Microsoft’s business divisions grew 14% over the year, driven by the expansion of cloud services. They claim to have tripled the number of business customers in the cloud within the past year. Recently, they announced the launch of the next generation of their cloud productivity service, Office 365, which brings together Lync, SharePoint, Exchange, and Office Professional, plus Desktop software, in the cloud.
Within online, they are on track with their search agreement with Yahoo! and during the quarter, Yahoo! started using Microsoft’s Bing search technology to power queries. Bing’s search share saw a minor increase to 11.2% in September from 11.1% in August. Overall, online revenues grew 13% over the year but continued to suffer losses.

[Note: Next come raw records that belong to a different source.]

//! # Network Runtime and Component Registry
//!
//! The [`Runtime`] is the single orchestrator-owned object that names
//! component factories, instantiates and names components, wires edges
//! between them, injects initial messages, and starts/stops the whole
//! network atomically. Where the source this spec distills from keeps two
//! process-global maps (`s_factories`, `s_nodes`), this crate follows
//! spec.md §9's explicit redesign guidance and owns both as plain fields on
//! an instance — tests build an independent `Runtime` each time instead of
//! sharing hidden process-wide state.
//!
//! All mutation here happens on the orchestrator thread, before
//! `start_network` or after `stop_network`; spec.md §5 documents this as an
//! invariant the runtime relies on rather than enforces with a lock.

use std::collections::HashMap;

use anyhow::{anyhow, Result};
use tracing::{info, warn};

use crate::component::Component;
use crate::port::{connect_to_queue, send_message};
use crate::status::MessageStatus;

/// A parameterless producer of a new, fully-wired [`Component`] instance —
/// the "factory" side of the `component_id -> factory` registry map.
pub type ComponentFactory = Box<dyn Fn() -> Component>;

/// Owns the `component_id -> factory` and `instance_name -> Component` maps
/// and the operations that compose a network out of them.
#[derive(Default)]
pub struct Runtime {
    factories: HashMap<String, ComponentFactory>,
    nodes: HashMap<String, Component>,
}

impl Runtime {
    /// Creates an empty runtime with no registered factories or instances.
    pub fn new() -> Self {
        Self::default()
    }

    /// Records `factory` under `id`. A second registration under the same
    /// id replaces the first, per spec.md §4.6.
    pub fn register_component(
        &mut self,
        id: impl Into<String>,
        factory: impl Fn() -> Component + 'static,
    ) {
        let id = id.into();
        if self.factories.insert(id.clone(), Box::new(factory)).is_some() {
            info!(component_id = %id, "replaced existing component factory");
        }
    }

    /// Instantiates the factory registered under `component_id` and stores
    /// it as `name`.
    ///
    /// Fails if no such factory is registered, or if `name` is already in
    /// use — both are orchestrator/programmer mistakes outside the
    /// `MessageStatus` taxonomy, so they surface as `anyhow::Result` rather
    /// than a silent no-op, per `SPEC_FULL.md` §7.
    pub fn add_node(&mut self, component_id: &str, name: impl Into<String>) -> Result<()> {
        let name = name.into();
        if self.nodes.contains_key(&name) {
            warn!(node = %name, "add_node rejected: name already in use");
            return Err(anyhow!("node name '{name}' is already in use"));
        }
        let factory = self
            .factories
            .get(component_id)
            .ok_or_else(|| anyhow!("no component registered under id '{component_id}'"))?;
        let mut component = factory();
        component.set_label(name.clone());
        info!(node = %name, component_id, "instantiated node");
        self.nodes.insert(name, component);
        Ok(())
    }

    /// Destroys the instance named `name`, if present. Dropping the
    /// `Component` stops its execution context and closes its input
    /// queues, unblocking any producer still sending to it. Returns `true`
    /// if an instance was found and removed.
    pub fn remove_node(&mut self, name: &str) -> bool {
        match self.nodes.remove(name) {
            Some(_component) => {
                info!(node = %name, "removed node");
                true
            }
            None => false,
        }
    }

    /// Binds output port `out_idx` of `src_name` to input port `in_idx` of
    /// `tgt_name`. If either name is unknown, the requested port index is
    /// undeclared, the types disagree, or `src_name == tgt_name` (a
    /// self-loop), this is a silent no-op and returns `false` — matching
    /// the documented `add_edge` policy in spec.md §4.6/§9.
    pub fn add_edge(&mut self, src_name: &str, out_idx: usize, tgt_name: &str, in_idx: usize) -> bool {
        let Some(target) = self.nodes.get(tgt_name) else {
            warn!(target = %tgt_name, "add_edge: unknown target node");
            return false;
        };
        let Some((target_type, target_queue)) = target.input_queue_info(in_idx) else {
            warn!(target = %tgt_name, in_idx, "add_edge: unknown or already-started input port");
            return false;
        };
        let same_parent = src_name == tgt_name;
        let Some(src) = self.nodes.get_mut(src_name) else {
            warn!(source = %src_name, "add_edge: unknown source node");
            return false;
        };
        let Some(output) = src.output_mut(out_idx) else {
            warn!(source = %src_name, out_idx, "add_edge: unknown or already-started output port");
            return false;
        };
        let connected = connect_to_queue(output, target_type, target_queue, same_parent);
        if connected {
            info!(src_name, out_idx, tgt_name, in_idx, "wired edge");
        } else {
            warn!(src_name, out_idx, tgt_name, in_idx, "add_edge rejected: type mismatch or self-loop");
        }
        connected
    }

    /// Injects `value` directly into input port `in_idx` of `name`, the
    /// mechanism for initial/configuration messages delivered before or
    /// during `initialize()`.
    ///
    /// Returns `None` if `name` or `in_idx` is unknown (silent no-op, same
    /// policy as `add_edge`); otherwise `Some(status)` from
    /// [`crate::port::send_message`].
    pub fn add_initial<T: Send + 'static>(
        &mut self,
        name: &str,
        in_idx: usize,
        value: T,
    ) -> Option<MessageStatus> {
        let node = self.nodes.get(name)?;
        let port = node.input(in_idx)?;
        let status = send_message(port, value);
        match status {
            MessageStatus::Okay => info!(node = %name, in_idx, "delivered initial message"),
            other => warn!(node = %name, in_idx, status = %other, "initial message not delivered"),
        }
        Some(status)
    }

    /// Calls `start_process` on every registered instance. Iteration order
    /// over the instance map is unspecified; components must tolerate
    /// being started before all of their upstreams, which blocking
    /// receives handle naturally.
    pub fn start_network(&mut self) {
        info!(node_count = self.nodes.len(), "starting network");
        for (name, component) in self.nodes.iter_mut() {
            if component.start_process() {
                info!(node = %name, "started");
            }
        }
    }

    /// Calls `stop_process` on every instance, then blocks until each
    /// execution context has exited — guaranteeing no leaked thread
    /// survives the call.
    pub fn stop_network(&mut self) {
        info!(node_count = self.nodes.len(), "stopping network");
        for component in self.nodes.values_mut() {
            component.stop_process();
        }
        for component in self.nodes.values_mut() {
            component.join();
        }
    }

    /// Instance names currently registered, for diagnostics/tests.
    pub fn node_names(&self) -> Vec<&str> {
        self.nodes.keys().map(String::as_str).collect()
    }
}

#[cfg(test)]
mod tests {
    use super::*;
    use crate::component::{ComponentBuilder, ComponentContext, ComponentLogic};
    use std::sync::{Arc, Mutex};
    use std::time::Duration;

    struct Counter;
    impl ComponentLogic for Counter {
        fn process(&mut self, ctx: &ComponentContext) -> anyhow::Result<()> {
            std::thread::sleep(Duration::from_millis(2));
            let _ = ctx.should_run();
            Ok(())
        }
    }

    struct Sink {
        out: Arc<Mutex<Vec<u32>>>,
    }
    impl ComponentLogic for Sink {
        fn process(&mut self, ctx: &ComponentContext) -> anyhow::Result<()> {
            if let Ok(v) = ctx.receive::<u32>(0).into_result() {
                self.out.lock().unwrap().push(v);
            }
            Ok(())
        }
    }

    #[test]
    fn register_then_add_node_produces_an_instance() {
        let mut rt = Runtime::new();
        rt.register_component("counter", || ComponentBuilder::new().build(Box::new(Counter)));
        assert!(rt.add_node("counter", "c1").is_ok());
        assert_eq!(rt.node_names(), vec!["c1"]);
    }

    #[test]
    fn add_node_rejects_duplicate_name() {
        let mut rt = Runtime::new();
        rt.register_component("counter", || ComponentBuilder::new().build(Box::new(Counter)));
        rt.add_node("counter", "c1").unwrap();
        assert!(rt.add_node("counter", "c1").is_err());
    }

    #[test]
    fn add_node_rejects_unknown_component_id() {
        let mut rt = Runtime::new();
        assert!(rt.add_node("nope", "x").is_err());
    }

    #[test]
    fn add_edge_silently_rejects_unknown_names() {
        let mut rt = Runtime::new();
        rt.register_component("counter", || ComponentBuilder::new().build(Box::new(Counter)));
        rt.add_node("counter", "c1").unwrap();
        assert!(!rt.add_edge("missing", 0, "c1", 0));
        assert!(!rt.add_edge("c1", 0, "missing", 0));
    }

    #[test]
    fn add_initial_then_start_network_delivers_before_process() {
        let mut rt = Runtime::new();
        let out = Arc::new(Mutex::new(Vec::new()));
        let out2 = out.clone();
        rt.register_component("sink", move || {
            ComponentBuilder::new()
                .input::<u32>(0, 4)
                .build(Box::new(Sink { out: out2.clone() }))
        });
        rt.add_node("sink", "s1").unwrap();
        assert_eq!(rt.add_initial("s1", 0, 99u32), Some(MessageStatus::Okay));
        rt.start_network();
        std::thread::sleep(Duration::from_millis(30));
        rt.stop_network();
        assert_eq!(*out.lock().unwrap(), vec![99]);
    }

    #[test]
    fn remove_node_stops_and_drops_instance() {
        let mut rt = Runtime::new();
        rt.register_component("counter", || ComponentBuilder::new().build(Box::new(Counter)));
        rt.add_node("counter", "c1").unwrap();
        rt.start_network();
        assert!(rt.remove_node("c1"));
        assert!(!rt.remove_node("c1"));
    }
}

The Server and Tools division grew 12%. Beating the market’s worries that the iPad may outshine Windows demand, the Windows division reported 10% growth over the year. Windows 7 has sold a record-breaking 240 million copies since its launch over a year ago.
Microsoft projects fiscal 2011 revenues to be $26.9 billion–$27.3 billion.
Microsoft’s Windows Phone 7
Microsoft’s big concerns for now is the smartphone market, which at present is relying on the Windows Phone 7. The phone OS launched in Europe and Asia last week and is scheduled for launch in the coming week in the United States. It is expected to be available worldwide on over 20 phones by this Christmas. The OS has received good initial reviews, some saying that Microsoft has gone beyond the smartphone norm by designing a screen with colorful rectangles called “live tiles” instead of icons. These tiles provide information at a glance, such as the phone log, and link to frequently used programs. Further, the Phone OS will be organized around “hubs,” which are a collection of programs, information, and functions based on one of their six themes – People, Pictures, Music & Videos, Marketplace, Microsoft Office, and Games.
But it may still be a case of doing too little, too late. According to market studies earlier this year, Google and Apple have already taken a big lead in the market, with Android holding a 16.3% market share and Apple another 14.7%. Microsoft followed Apple with a mere 6.8% market share. I believe that it will be a tough battle for Microsoft to win, and it needs more than the Windows Phone 7.
Microsoft ended the quarter with over $44 billion in cash and equivalents and they should be looking at investing some of that money in acquiring bigger smartphone players like Nokia or Research in Motion (NASDAQ: RIMM). Nokia’s recently appointed new CEO, Stephen Elop, is expected to focus on the North American market. Further, as Symbian’s market share continues to decline, Windows Phone 7 may offer Nokia the big push that it needs. Also, Nokia will bring with it leadership in the mobile device market, a position that Microsoft will not be able to reach on its own. Research in Motion could be another potential acquisition as it too continues to struggle with declining market shares despite a distribution channel and a strong position in the enterprise mobile market. Also, adding a hardware device to their portfolio will help Microsoft control the end-to-end user experience for smartphones – a model that has clearly worked for Apple.
Microsoft’s stock is trading at $26.76 with a market capitalization of $232 billion. In April of this year, it touched a 52-week high of $31.58.